United States District Court, M.D. Georgia, Columbus Division
Sep 1, 2006
Case No. 4:05-CV-128(CDL) (M.D. Ga. Sep. 1, 2006)

Opinion

Case No. 4:05-CV-128(CDL).

September 1, 2006


ORDER


Presently pending before the Court is Defendant's Motion to Dismiss (Doc. 2). For the reasons set forth below, that motion is denied. Also before the Court is Defendant's Motion to Strike the brief of amicus curiae (Doc. 18). The Court already granted leave to file the brief of amicus curiae, and the Motion to Strike is denied. The Court previously granted the parties' motion to stay discovery pending ruling on the Motion to Dismiss (Doc. 8). The Court orders that the stay is lifted. The parties shall file with the Court within thirty days of today's Order a proposed scheduling/discovery order consistent with the content requirements contained in this Court's previous Rules 16 and 26 Order filed on November 28, 2005. If the parties cannot agree on a proposed scheduling order, they shall file within thirty days of today's Order a report with the Court explaining their differences.

BACKGROUND

This lawsuit is a putative class action concerning the refund of unearned premiums in credit insurance transactions. Plaintiff contends, inter alia, that Defendant breached its contractual duty to refund unearned premiums due to Plaintiff and other similarly situated individuals. Plaintiff bases his claims on the following facts alleged in his Complaint. On September 23, 2004, Plaintiff purchased a truck from Tom Jumper Chevrolet in Sandy Springs, Georgia. In conjunction with the purchase and financing of the truck, Plaintiff purchased a credit life insurance policy and a credit disability policy from Defendant. Plaintiff paid a single, one-time premium for each of these insurance policies. The insurance policies provided life and disability insurance to Plaintiff and was designed to pay off Plaintiff's truck loan if Plaintiff died or became disabled during the coverage period. The coverage period correlated with the loan and was scheduled to end on the same date as the loan's maturity date, October 8, 2008. Both insurance policies provided that the insurance would stop upon termination of the loan, and the policies provided that if the insurance stopped before the end of the coverage period Plaintiff would be entitled to a refund of the unearned premium — the portion of the premium providing coverage beyond termination of the loan. In other words, Plaintiff was entitled to a refund of the unearned premium if his loan terminated before the scheduled maturity date. Such a refund is also required under Georgia law. See O.C.G.A. § 33-31-9(c).

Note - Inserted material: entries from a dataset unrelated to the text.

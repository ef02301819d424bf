//! Socket plumbing shared by viewer and backend connections.
//!
//! Each connection has one reader (owned by its connection task) and one
//! writer task fed through an unbounded channel, so any task can send without
//! awaiting.

use std::sync::atomic::{AtomicBool, Ordering};
use std::sync::Arc;

use bytes::Bytes;
use tokio::io::{AsyncRead, AsyncReadExt, AsyncWrite, AsyncWriteExt};
use tokio::sync::mpsc;
use tracing::{debug, trace};

use mc_relay_crypto::SHARED_SECRET_LEN;
use mc_relay_proto::{encode_packet, FrameDecoder, FrameEncoder, Packet};

use crate::error::ProxyError;

const READ_CHUNK: usize = 8192;

/// Work items for a connection's writer task. Applied strictly in order.
#[derive(Debug)]
pub enum Outbound {
    /// A packet body to frame and send.
    Packet(Bytes),
    /// Bytes written without framing (legacy ping reply).
    Raw(Bytes),
    EnableEncryption([u8; SHARED_SECRET_LEN]),
    SetCompression(i32),
    Close,
}

/// Cloneable sending side of a connection.
#[derive(Clone, Debug)]
pub struct ConnectionHandle {
    tx: mpsc::UnboundedSender<Outbound>,
    closed: Arc<AtomicBool>,
    label: Arc<str>,
}

impl ConnectionHandle {
    pub fn new(label: impl Into<Arc<str>>) -> (Self, mpsc::UnboundedReceiver<Outbound>) {
        let (tx, rx) = mpsc::unbounded_channel();
        let handle = Self {
            tx,
            closed: Arc::new(AtomicBool::new(false)),
            label: label.into(),
        };
        (handle, rx)
    }

    /// Peer description used in log lines.
    pub fn label(&self) -> &str {
        &self.label
    }

    /// Encode and queue a packet. Returns false once the connection is closed.
    pub fn send(&self, packet: impl Into<Packet>) -> bool {
        self.send_raw(encode_packet(&packet.into()))
    }

    /// Queue an already encoded packet body.
    pub fn send_raw(&self, body: Bytes) -> bool {
        self.push(Outbound::Packet(body))
    }

    pub fn send_unframed(&self, data: Bytes) -> bool {
        self.push(Outbound::Raw(data))
    }

    pub fn enable_encryption(&self, secret: [u8; SHARED_SECRET_LEN]) -> bool {
        self.push(Outbound::EnableEncryption(secret))
    }

    pub fn set_compression(&self, threshold: i32) -> bool {
        self.push(Outbound::SetCompression(threshold))
    }

    /// Flush what is queued, then close. Idempotent.
    pub fn close(&self) {
        if !self.closed.swap(true, Ordering::SeqCst) {
            let _ = self.tx.send(Outbound::Close);
        }
    }

    pub fn is_closed(&self) -> bool {
        self.closed.load(Ordering::SeqCst) || self.tx.is_closed()
    }

    pub(crate) fn closed_flag(&self) -> Arc<AtomicBool> {
        Arc::clone(&self.closed)
    }

    fn push(&self, item: Outbound) -> bool {
        if self.closed.load(Ordering::SeqCst) {
            return false;
        }
        self.tx.send(item).is_ok()
    }
}

/// Drain `rx` into `writer` until closed or the socket fails.
pub async fn run_writer<W>(
    mut writer: W,
    mut rx: mpsc::UnboundedReceiver<Outbound>,
    closed: Arc<AtomicBool>,
) -> Result<(), ProxyError>
where
    W: AsyncWrite + Unpin,
{
    let mut encoder = FrameEncoder::new();
    let result = async {
        while let Some(item) = rx.recv().await {
            match item {
                Outbound::Packet(body) => {
                    let frame = encoder.encode(&body)?;
                    trace!("writing frame of {} bytes", frame.len());
                    writer.write_all(&frame).await?;
                }
                Outbound::Raw(data) => writer.write_all(&data).await?,
                Outbound::EnableEncryption(secret) => encoder.enable_encryption(&secret)?,
                Outbound::SetCompression(threshold) => encoder.set_compression(threshold),
                Outbound::Close => break,
            }
        }
        writer.flush().await?;
        Ok::<(), ProxyError>(())
    }
    .await;

    closed.store(true, Ordering::SeqCst);
    rx.close();
    if let Err(e) = writer.shutdown().await {
        debug!("socket shutdown failed: {e}");
    }
    result
}

/// Spawn the writer task for a connection.
pub fn spawn_writer<W>(writer: W, rx: mpsc::UnboundedReceiver<Outbound>, handle: &ConnectionHandle)
where
    W: AsyncWrite + Unpin + Send + 'static,
{
    let closed = handle.closed_flag();
    let label = handle.label.clone();
    tokio::spawn(async move {
        if let Err(e) = run_writer(writer, rx, closed).await {
            debug!("writer for {label} stopped: {e}");
        }
    });
}

/// Reading side of a connection: socket bytes into decoded frames.
pub struct FrameReader<R> {
    inner: R,
    decoder: FrameDecoder,
    scratch: Box<[u8]>,
}

impl<R: AsyncRead + Unpin> FrameReader<R> {
    pub fn new(inner: R) -> Self {
        Self {
            inner,
            decoder: FrameDecoder::new(),
            scratch: vec![0u8; READ_CHUNK].into_boxed_slice(),
        }
    }

    pub fn decoder_mut(&mut self) -> &mut FrameDecoder {
        &mut self.decoder
    }

    /// Bytes read but not yet consumed as frames.
    pub fn buffered(&self) -> &[u8] {
        self.decoder.buffered()
    }

    /// Read once from the socket. Returns 0 on EOF.
    pub async fn fill(&mut self) -> Result<usize, ProxyError> {
        let n = self.inner.read(&mut self.scratch).await?;
        if n > 0 {
            self.decoder.queue_bytes(&self.scratch[..n]);
        }
        Ok(n)
    }

    /// Next packet body, or `None` once the peer has closed the stream.
    pub async fn next_frame(&mut self) -> Result<Option<Bytes>, ProxyError> {
        loop {
            if let Some(frame) = self.decoder.try_next_frame()? {
                return Ok(Some(frame));
            }
            if self.fill().await? == 0 {
                return Ok(None);
            }
        }
    }
}

#[cfg(test)]
mod tests {
    use super::*;
    use mc_relay_proto::packets::KeepAlive;

    #[tokio::test]
    async fn writer_and_reader_agree() {
        let (client, server) = tokio::io::duplex(4096);
        let (handle, rx) = ConnectionHandle::new("test");
        spawn_writer(client, rx, &handle);

        assert!(handle.send(KeepAlive { id: 1 }));
        assert!(handle.set_compression(0));
        assert!(handle.enable_encryption([3u8; 16]));
        assert!(handle.send(KeepAlive { id: 2 }));
        handle.close();
        assert!(!handle.send(KeepAlive { id: 3 }));

        let mut reader = FrameReader::new(server);
        assert_eq!(&reader.next_frame().await.unwrap().unwrap()[..], &[0x00, 0x01]);
        reader.decoder_mut().set_compression(0);
        reader.decoder_mut().enable_encryption(&[3u8; 16]).unwrap();
        assert_eq!(&reader.next_frame().await.unwrap().unwrap()[..], &[0x00, 0x02]);
        assert!(reader.next_frame().await.unwrap().is_none());
    }

    #[tokio::test]
    async fn closed_flag_set_when_writer_exits() {
        let (client, _server) = tokio::io::duplex(64);
        let (handle, rx) = ConnectionHandle::new("test");
        let closed = handle.closed_flag();
        let writer = tokio::spawn(run_writer(client, rx, closed));
        handle.close();
        writer.await.unwrap().unwrap();
        assert!(handle.is_closed());
    }
}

Plaintiff seeks to recover against Defendant under the following theories: breach of contract; unjust enrichment; negligence in the administration of insurance policies; and willful, wanton, and intentional misconduct in the administration of insurance policies.

Plaintiff caused his truck loan to be paid in full on July 11, 2005. Plaintiff claims that he is therefore entitled to a refund of the unearned premium for the time period between July 12, 2005 and the loan's scheduled maturity date. Prior to the filing of this lawsuit, Defendant did not refund the unearned premium to Plaintiff. Defendant notes that, prior to filing the instant lawsuit, Plaintiff did not notify Defendant that he had caused his truck loan to be paid in full. Plaintiff represents that neither insurance policy expressly obligated Plaintiff (or notified Plaintiff of an obligation) to notify Defendant of an early payoff of the indebtedness covered by the insurance. After Plaintiff filed this lawsuit, Defendant tendered a refund of the unearned premium, which Plaintiff declined in order to preserve his status as a proper class representative.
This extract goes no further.